Are all the source data underlying the results available to ensure full reproducibility?

Yes

Is the study design appropriate and is the work technically sound?

Yes

Are the conclusions drawn adequately supported by the results?

Partly

Are sufficient details of methods and analysis provided to allow replication by others?

Yes

Reviewer Expertise:

NA

I confirm that I have read this submission and believe that I have an appropriate level of expertise to confirm that it is of an acceptable scientific standard, however I have significant reservations, as outlined above.

Response to comments by R. Copelman.

We thank the reviewer for his constructive critique. Regarding the minor comments and questions, we have the following replies to each point raised.

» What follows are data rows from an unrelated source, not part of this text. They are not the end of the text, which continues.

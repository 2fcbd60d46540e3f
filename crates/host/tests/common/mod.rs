//! Common test utilities
#![allow(dead_code)] // Not every test file uses every helper

use std::collections::HashMap;
use std::path::{Path, PathBuf};
use std::sync::atomic::{AtomicBool, AtomicU32, Ordering};
use std::sync::{Arc, Mutex};
use std::time::Duration;

use async_trait::async_trait;
use md_web_host::{
    load_session, spawn_session, AttachmentStore, DocumentStore, HostDeps, HostHandle, HostOptions, HostServices,
    StoreError,
};
use md_web_protocol::{link_pair, CommandName, EditorConfig, Envelope, ExportFormat, Link};
use md_web_view::{spawn_view, HeadlessFactory, HeadlessDriver, ViewConfig, ViewHandle};
use serde::Serialize;
use tokio::task::JoinHandle;

pub const DOC: &str = "/notes/today.md";

/// Documents kept in memory; every write is recorded
#[derive(Default)]
pub struct MemoryDocuments {
    files: Mutex<HashMap<PathBuf, String>>,
    writes: Mutex<Vec<String>>,
}

impl MemoryDocuments {
    pub fn with(path: &str, content: &str) -> Arc<Self> {
        let store = Self::default();
        store
            .files
            .lock()
            .unwrap()
            .insert(PathBuf::from(path), content.to_string());
        Arc::new(store)
    }

    pub fn writes(&self) -> Vec<String> {
        self.writes.lock().unwrap().clone()
    }

    pub fn current(&self, path: &str) -> Option<String> {
        self.files.lock().unwrap().get(Path::new(path)).cloned()
    }
}

#[async_trait]
impl DocumentStore for MemoryDocuments {
    async fn load(&self, path: &Path) -> Result<String, StoreError> {
        Ok(self.files.lock().unwrap().get(path).cloned().unwrap_or_default())
    }

    async fn write(&self, path: &Path, content: &str) -> Result<(), StoreError> {
        self.files
            .lock()
            .unwrap()
            .insert(path.to_path_buf(), content.to_string());
        self.writes.lock().unwrap().push(content.to_string());
        Ok(())
    }
}

/// Hands out `assets/img-N.png`, or refuses when told to
#[derive(Default)]
pub struct MemoryAttachments {
    stored: AtomicU32,
    pub refuse: AtomicBool,
}

#[async_trait]
impl AttachmentStore for MemoryAttachments {
    async fn store(&self, _document: &Path, mime: &str, data: Vec<u8>) -> Result<String, StoreError> {
        if self.refuse.load(Ordering::SeqCst) || data.is_empty() {
            return Err(StoreError::UnsupportedMime(mime.to_string()));
        }
        let n = self.stored.fetch_add(1, Ordering::SeqCst) + 1;
        Ok(format!("assets/img-{n}.png"))
    }
}

#[derive(Debug, Clone, PartialEq, Eq)]
pub enum ServiceCall {
    OpenLink(String),
    Command(String),
    Export { format: ExportFormat, without_outline: bool },
    SaveOutline(bool),
    EditAsText(PathBuf),
    DeveloperTools,
}

#[derive(Default)]
pub struct RecordingServices {
    calls: Mutex<Vec<ServiceCall>>,
}

impl RecordingServices {
    pub fn calls(&self) -> Vec<ServiceCall> {
        self.calls.lock().unwrap().clone()
    }

    fn record(&self, call: ServiceCall) -> anyhow::Result<()> {
        self.calls.lock().unwrap().push(call);
        Ok(())
    }
}

#[async_trait]
impl HostServices for RecordingServices {
    async fn open_link(&self, url: &str) -> anyhow::Result<()> {
        self.record(ServiceCall::OpenLink(url.to_string()))
    }

    async fn run_command(&self, id: &str) -> anyhow::Result<()> {
        self.record(ServiceCall::Command(id.to_string()))
    }

    async fn export(&self, _document: &Path, format: ExportFormat, without_outline: bool) -> anyhow::Result<()> {
        self.record(ServiceCall::Export { format, without_outline })
    }

    async fn edit_in_text_editor(&self, document: &Path) -> anyhow::Result<()> {
        self.record(ServiceCall::EditAsText(document.to_path_buf()))
    }

    async fn open_developer_tools(&self) -> anyhow::Result<()> {
        self.record(ServiceCall::DeveloperTools)
    }

    async fn save_outline(&self, enabled: bool) -> anyhow::Result<()> {
        self.record(ServiceCall::SaveOutline(enabled))
    }
}

pub struct Stores {
    pub documents: Arc<MemoryDocuments>,
    pub attachments: Arc<MemoryAttachments>,
    pub services: Arc<RecordingServices>,
}

impl Stores {
    pub fn new(content: &str) -> Self {
        Self {
            documents: MemoryDocuments::with(DOC, content),
            attachments: Arc::new(MemoryAttachments::default()),
            services: Arc::new(RecordingServices::default()),
        }
    }

    pub fn deps(&self) -> HostDeps {
        HostDeps {
            documents: self.documents.clone(),
            attachments: self.attachments.clone(),
            services: self.services.clone(),
        }
    }
}

pub fn options() -> HostOptions {
    HostOptions {
        editor: EditorConfig {
            platform: "linux".to_string(),
            ..EditorConfig::default()
        },
        ..HostOptions::default()
    }
}

/// Start a host session for `DOC`; returns the view end of its link
pub async fn start_host(stores: &Stores) -> (HostHandle, JoinHandle<()>, Link) {
    let session = load_session(&*stores.documents, PathBuf::from(DOC)).await.unwrap();
    let (host_link, view_link) = link_pair();
    let (handle, task) = spawn_session(host_link, session, stores.deps(), options());
    (handle, task, view_link)
}

/// A real host session wired to a real view with a headless editor
pub struct Pair {
    pub stores: Stores,
    pub host: HostHandle,
    pub host_task: JoinHandle<()>,
    pub view: ViewHandle,
    pub view_task: JoinHandle<()>,
    pub driver: HeadlessDriver,
}

impl Pair {
    pub async fn start(content: &str) -> Self {
        let stores = Stores::new(content);
        let (host, host_task, view_link) = start_host(&stores).await;
        Self::attach(stores, host, host_task, view_link).await
    }

    pub async fn attach(stores: Stores, host: HostHandle, host_task: JoinHandle<()>, view_link: Link) -> Self {
        let (factory, driver) = HeadlessFactory::new();
        let (view, view_task) = spawn_view(view_link, Box::new(factory), ViewConfig::default());
        assert!(view.editor_ready().wait().await, "view never opened");
        settle().await;
        Self {
            stores,
            host,
            host_task,
            view,
            view_task,
            driver,
        }
    }
}

/// Plays the view end of a link by hand
pub struct RawView {
    pub link: Link,
}

impl RawView {
    pub fn send<P: Serialize + ?Sized>(&self, name: CommandName, payload: &P) {
        let frame = Envelope::new(name, payload).unwrap().encode().unwrap();
        self.link.tx.send(frame).unwrap();
    }

    pub fn send_frame(&self, frame: Vec<u8>) {
        self.link.tx.send(frame).unwrap();
    }

    pub async fn recv(&mut self) -> Option<Envelope> {
        let frame = tokio::time::timeout(Duration::from_secs(1), self.link.rx.recv())
            .await
            .ok()??;
        Some(Envelope::decode(&frame).unwrap())
    }

    pub async fn drain(&mut self) -> Vec<Envelope> {
        settle().await;
        let mut out = Vec::new();
        while let Ok(frame) = self.link.rx.try_recv() {
            out.push(Envelope::decode(&frame).unwrap());
        }
        out
    }

    /// Send `init` and return the `open` it is answered with
    pub async fn init(&mut self) -> Envelope {
        self.link
            .tx
            .send(Envelope::bare(CommandName::Init).encode().unwrap())
            .unwrap();
        let open = self.recv().await.expect("host should answer init");
        assert_eq!(open.name, CommandName::Open);
        open
    }
}

/// Longer than the default persist debounce
pub async fn settle() {
    tokio::time::sleep(Duration::from_millis(500)).await;
}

Explain better the definition of the last factor in Eq. 1.

Response: This equation is presented in detail in Ref. 11.

Explain better the definition of the last factor in Eq. 2. Also, discuss the positive vs. negative values of h.

Response: [1- I( t)] is the fraction of the susceptible population. Negative h values don't come up in actual data.

Straighten out and explain eq. 3.

Response: Eq. 3 is described in Ref. 7.

Carefully define “alpha” in eq. 4.

Response: See line above Eq. 4.

In Eq. 6, explain wherefrom comes “11”.

Response: What does "11" stand for? There is no "11" in Eq. 6. Eq. 6 is derived from Eq. 3 by taking the limit h->1 and implementing L'Hopital's rule, i.e., taking the derivative of numerator and denominator in the exponent and then taking the limit. We will clarify the point in the next version of the text.

Eq. 8, ditto.

Response: Eq. 8 is derived from Eq. 7 after doing some straightforward algebra.

Eq. 10, ditto.

Response: The derivation of Eq. 10 is described right before Eq. 9 and repeated before Eq. 11.

Eq. 12, explain wherefrom comes “12”.

Response: Eq. 12 is derived from Eq. 6 following the procedure described before Eq. 9.

Eq. 13, explain wherefrom comes “11”.

Response: Eq. 13 is derived from Eq. 4 by setting the right-hand side of the latter equal to 0.9 times I( t->infinity) and solving for t.

Clarify eq. 14.

Response: Eq. 14 tells us when the fraction of infected individuals will reach a certain level given the size of the population and exponent β. Here again, we will add a brief explanation in the updated version of the text.